PROVIDED ENTRIES:
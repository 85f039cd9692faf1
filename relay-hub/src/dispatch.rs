//! The dispatcher: a shared work queue drained by worker tasks.
//!
//! Every reader feeds one bounded queue; workers look up the handler for the
//! envelope's type and fall back to address-based default routing. Envelopes
//! from one session preserve program order into the queue; there is no order
//! across sessions.

use std::sync::Arc;
use tokio::sync::{mpsc, Mutex};
use tokio::task::JoinHandle;
use tracing::{debug, info, warn};

use relay_core::Envelope;

use crate::hub::Hub;
use crate::session::Session;

/// One unit of dispatch work: an inbound envelope and its source session.
pub(crate) struct DispatchItem {
    pub session: Arc<Session>,
    pub envelope: Envelope,
}

impl Hub {
    /// Spawns the dispatcher workers.
    ///
    /// Call once after building the hub; subsequent calls return no handles.
    pub fn start(self: &Arc<Self>) -> Vec<JoinHandle<()>> {
        let Some(rx) = self.take_dispatch_rx() else {
            warn!("dispatcher already started");
            return Vec::new();
        };

        let queue = Arc::new(Mutex::new(rx));
        (0..self.config().dispatch_workers.max(1))
            .map(|worker| {
                let hub = self.clone();
                let queue = queue.clone();
                tokio::spawn(worker_loop(hub, queue, worker))
            })
            .collect()
    }

    /// Processes one envelope: registered handler if any, else the default
    /// route, then the after-dispatch hook. Handler errors are logged; the
    /// after hook runs regardless.
    pub async fn process(&self, session: &Arc<Session>, envelope: &Envelope) {
        match self.lookup_handler(&envelope.kind) {
            Some(handler) => {
                if let Err(error) = handler.handle(self, session, envelope).await {
                    warn!(
                        session_id = %session.id(),
                        kind = %envelope.kind,
                        %error,
                        "handler failed"
                    );
                }
            }
            None => self.default_route(session, envelope),
        }

        self.hooks().run_after(session, envelope).await;
    }

    /// Routes an envelope with no registered handler: recipient first, then
    /// channel (sender included), then broadcast to all.
    fn default_route(&self, session: &Arc<Session>, envelope: &Envelope) {
        if let Some(recipient) = envelope.recipient() {
            let delivered = self.send_to_user(recipient, envelope, None);
            debug!(recipient, delivered, message_id = %envelope.id, "default route to user");
        } else if let Some(channel) = envelope.channel() {
            let delivered = self.send_to_channel(channel, envelope, None);
            debug!(channel, delivered, message_id = %envelope.id, "default route to channel");
        } else {
            let delivered = self.broadcast_all(envelope);
            debug!(
                delivered,
                message_id = %envelope.id,
                session_id = %session.id(),
                "default route broadcast"
            );
        }
    }
}

async fn worker_loop(hub: Arc<Hub>, queue: Arc<Mutex<mpsc::Receiver<DispatchItem>>>, worker: usize) {
    let mut shutdown = hub.shutdown_controller().subscribe();
    debug!(worker, "dispatcher worker started");

    loop {
        let item = tokio::select! {
            _ = shutdown.recv() => break,
            item = next_item(&queue) => match item {
                Some(item) => item,
                None => break,
            },
        };
        hub.process(&item.session, &item.envelope).await;
    }

    info!(worker, "dispatcher worker stopped");
}

async fn next_item(queue: &Mutex<mpsc::Receiver<DispatchItem>>) -> Option<DispatchItem> {
    queue.lock().await.recv().await
}

#[cfg(test)]
mod tests {
    use super::*;
    use crate::config::HubConfig;
    use crate::session::SessionId;
    use relay_core::MessageType;

    fn test_hub() -> Arc<Hub> {
        Hub::builder(HubConfig {
            outbox_capacity: 8,
            ..HubConfig::default()
        })
        .build()
    }

    fn register(hub: &Hub, user: &str) -> (Arc<Session>, mpsc::Receiver<Envelope>) {
        let (session, rx) = Session::new(SessionId::generate(), user, 8);
        hub.topology().register(session.clone()).unwrap();
        (session, rx)
    }

    #[tokio::test]
    async fn test_unknown_type_with_recipient_routes_to_user() {
        let hub = test_hub();
        let (sender, _rx_s) = register(&hub, "alice");
        let (_target, mut rx_t) = register(&hub, "bob");

        let envelope = Envelope::system(MessageType::Other("custom:ping".to_string()))
            .with_recipient("bob");
        hub.process(&sender, &envelope).await;

        let received = rx_t.try_recv().unwrap();
        assert_eq!(received.kind, MessageType::Other("custom:ping".to_string()));
    }

    #[tokio::test]
    async fn test_notification_default_routes_to_channel_including_sender() {
        let hub = test_hub();
        let (sender, mut rx_s) = register(&hub, "alice");
        let (other, mut rx_o) = register(&hub, "bob");
        hub.topology().subscribe(sender.id(), "ops").unwrap();
        hub.topology().subscribe(other.id(), "ops").unwrap();

        let envelope = Envelope::system(MessageType::Notification).with_channel("ops");
        hub.process(&sender, &envelope).await;

        assert!(rx_s.try_recv().is_ok());
        assert!(rx_o.try_recv().is_ok());
    }

    #[tokio::test]
    async fn test_bare_envelope_broadcasts_to_all() {
        let hub = test_hub();
        let (sender, mut rx_s) = register(&hub, "alice");
        let (_other, mut rx_o) = register(&hub, "bob");

        let envelope = Envelope::system(MessageType::Event);
        hub.process(&sender, &envelope).await;

        assert!(rx_s.try_recv().is_ok());
        assert!(rx_o.try_recv().is_ok());
    }

    #[tokio::test]
    async fn test_workers_drain_the_queue() {
        let hub = test_hub();
        let handles = hub.start();
        assert!(!handles.is_empty());

        let (sender, _rx_s) = register(&hub, "alice");
        let (_target, mut rx_t) = register(&hub, "bob");

        let envelope = Envelope::system(MessageType::Other("x".to_string())).with_recipient("bob");
        hub.enqueue_dispatch(sender.clone(), envelope).await.unwrap();

        let received = tokio::time::timeout(std::time::Duration::from_secs(1), rx_t.recv())
            .await
            .unwrap()
            .unwrap();
        assert_eq!(received.kind, MessageType::Other("x".to_string()));

        hub.initiate_shutdown();
        for handle in handles {
            let _ = handle.await;
        }
    }

    #[tokio::test]
    async fn test_start_twice_spawns_nothing() {
        let hub = test_hub();
        let first = hub.start();
        let second = hub.start();
        assert!(!first.is_empty());
        assert!(second.is_empty());

        hub.initiate_shutdown();
        for handle in first {
            let _ = handle.await;
        }
    }
}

WHAT IS EXPECTED: For this exercise, copy each line from the listing above that has the word "first".

WRITTEN SOLUTION:
    /// Routes an envelope with no registered handler: recipient first, then
        let first = hub.start();
        assert!(!first.is_empty());
        for handle in first {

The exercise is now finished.